На углу улицы Ленина я уже не вижу нынешнего нарядного города – обратный ход времени безотказно сработал, воскресив в памяти и пустынность тогдашней Ришельевской, и притаившуюся за окнами непокоренную тишину. Она вдруг раскололась где-то впереди грохотом взрыва, взвизгнула короткой очередью автоматов. Но я даже не вслушивался: кто обращал внимание на уличную музыку того времени? К тому же я спешил, не задумываясь над тем, что навстречу мне также торопились редкие прохожие с серыми от испуга лицами: мало ли чего пугались тогда в Одессе. А у меня было неотложное дело: всего полквартала впереди за углом меня ждал серый обшарпанный домик, на двери которого была прибита фанерная доска-вывеска. Хозяин, обмакнув палец в чернила, витиевато вывел на ней: «Чоловичий кравец» и ниже по-русски: «Пошив, лицовка, штуковка, глажка». На крайнем правом окне первого этажа, куда легко заглянуть с улицы, должен был стоять фикус, что означало: входи смело, коли нет хвоста. А если фикуса не было – проходи мимо, не задерживаясь и не озираясь.
Метрах в пятидесяти от памятного мне домика я останавливаюсь, как и тогда.
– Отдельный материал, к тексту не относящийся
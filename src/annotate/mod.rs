//! Left join of sample annotations onto the normalized matrix

use crate::data::{NormalizedMatrix, SampleAnnotations};
use crate::error::Result;

/// Join annotation columns onto the matrix, keyed by sample id.
///
/// The `None` branch is explicit: absent annotations return the matrix
/// unchanged, same columns and rows. This is deliberately not a check on
/// whether an annotation table is "empty" — a present table with zero extra
/// columns also just adds nothing. Samples without a matching annotation
/// row keep every original column with their annotation values unset.
pub fn join(
    mut matrix: NormalizedMatrix,
    annotations: Option<&SampleAnnotations>,
) -> Result<NormalizedMatrix> {
    let Some(annotations) = annotations else {
        return Ok(matrix);
    };

    for column in annotations.column_names().to_vec() {
        let values: Vec<Option<String>> = matrix
            .sample_ids()
            .iter()
            .map(|sample_id| {
                annotations
                    .value_for_sample(&column, sample_id)
                    .map(|v| v.to_string())
            })
            .collect();

        let unmatched = values.iter().filter(|v| v.is_none()).count();
        if unmatched > 0 {
            log::warn!(
                "{} of {} samples have no '{}' annotation",
                unmatched,
                matrix.n_samples(),
                column
            );
        }
        matrix.add_annotation(&column, values)?;
    }

    Ok(matrix)
}
//! Numeric primitives shared across modules
//!
//! Counts are multiplicative (log-normal-ish), so the geometric mean is the
//! central tendency of choice for control probes and housekeeping genes.
//! Callers are expected to floor zero counts to 1 before calling into these
//! functions; none of them are defined for non-positive inputs where a log
//! is taken.

/// Arithmetic mean. Returns NaN for an empty slice.
pub fn mean(values: &[f64]) -> f64 {
    if values.is_empty() {
        return f64::NAN;
    }
    values.iter().sum::<f64>() / values.len() as f64
}

/// Population standard deviation (divisor n, numpy's default).
///
/// The background threshold is mean + 2 * stddev of the negative controls;
/// the original assay software computes it with the population form.
pub fn population_std(values: &[f64]) -> f64 {
    if values.is_empty() {
        return f64::NAN;
    }
    let m = mean(values);
    let var = values.iter().map(|&x| (x - m) * (x - m)).sum::<f64>() / values.len() as f64;
    var.sqrt()
}

/// Sample variance (divisor n - 1). Returns NaN for fewer than 2 values.
pub fn sample_variance(values: &[f64]) -> f64 {
    let n = values.len();
    if n < 2 {
        return f64::NAN;
    }
    let m = mean(values);
    values.iter().map(|&x| (x - m) * (x - m)).sum::<f64>() / (n - 1) as f64
}

/// Geometric mean via exp(mean(ln(x))). Inputs must be positive.
pub fn geometric_mean(values: &[f64]) -> f64 {
    if values.is_empty() {
        return f64::NAN;
    }
    let log_sum: f64 = values.iter().map(|&x| x.ln()).sum();
    (log_sum / values.len() as f64).exp()
}

/// Median of a slice. Sorts a copy; returns NaN for an empty slice.
pub fn median(values: &[f64]) -> f64 {
    if values.is_empty() {
        return f64::NAN;
    }
    let mut sorted = values.to_vec();
    sorted.sort_by(|a, b| a.partial_cmp(b).unwrap_or(std::cmp::Ordering::Equal));
    let n = sorted.len();
    if n % 2 == 1 {
        sorted[n / 2]
    } else {
        (sorted[n / 2 - 1] + sorted[n / 2]) / 2.0
    }
}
Ведь наверняка знаю, что и дом не тот, и фикуса нет, и все же замираю на месте. Повторяю: как и тогда. Но в тот день меня остановила Галка, выскочившая из соседних ворот, простоволосая, без косынки, которую судорожно комкала в руках.
– Повернись сейчас же и ступай не спеша, – скомандовала она свистящим шепотом. – Ничего не спрашивай. Как будто что-то забыл.
Я повиновался, не глядя на Галку, хотя видел краем глаза, как она идет рядом.
– В чем дело? – спросил я сквозь зубы, когда дошли до угла.
– Явка провалена. За дверью охранники с автоматами.
– А фикус?
– Какой еще фикус! Там весь угол разворочен гранатой.
Я должен был встретиться с Галкой у дяди Васи, но опаздывал, что меня и спасло. А Галка?
– Не дошла. Как увидела взрыв – весь угол разнесло, – хлоп на землю тут же, в воротах, и затаилась… А полицаи с улицы полоснули по окнам из автоматов – и за дверь! До сих пор не выходят. Ждут.
– Кто же выдал?
– Спроси что-нибудь полегче.
Каждый из нас задавал себе этот вопрос. Провал явки и смерть дяди Васи потрясли всех. Впоследствии мы узнали, что он бросил гранату не в охранников сигуранцы, ворвавшихся в мастерскую, а в угол окна, где стоял фикус. Он не успевал снять его и тем самым предупредить товарищей о провале. И граната уничтожила фикус, часть стены и его самого, что было, пожалуй, лучшим для него выходом: в сигуранце бы его замучили.
Меня же случившееся совсем подкосило. В мастерской дяди Васи я не только набирал и печатал листовки, но и ночевал, потому что другого местожительства у меня не было. Тетка, заменившая мне мать, умерла в первые же дни оккупации, а комната наша приглянулась какому-то гауптману. Снять жилье где-нибудь не рекомендовалось законами конспирации: появление нового человека всегда вызывало подозрение у опекавших дом полицаев. Седой возражал даже против ночевок у дяди Васи, рекомендуя вместо этого фиктивный брак с Верой или Галкой. Но даже для фиктивного брака с Верой я был слишком уж молод, а вариант с Галкой решительно отверг сам. Хотя она, всегда готовая к жертвам, и согласилась немедленно, но я, впервые взглянув на нее глазами пусть фиктивного, но все-таки мужа, сразу понял, что подобное псевдосупружество оказалось бы для меня слишком мучительным: Галка была чертовски хороша в свои девятнадцать лет.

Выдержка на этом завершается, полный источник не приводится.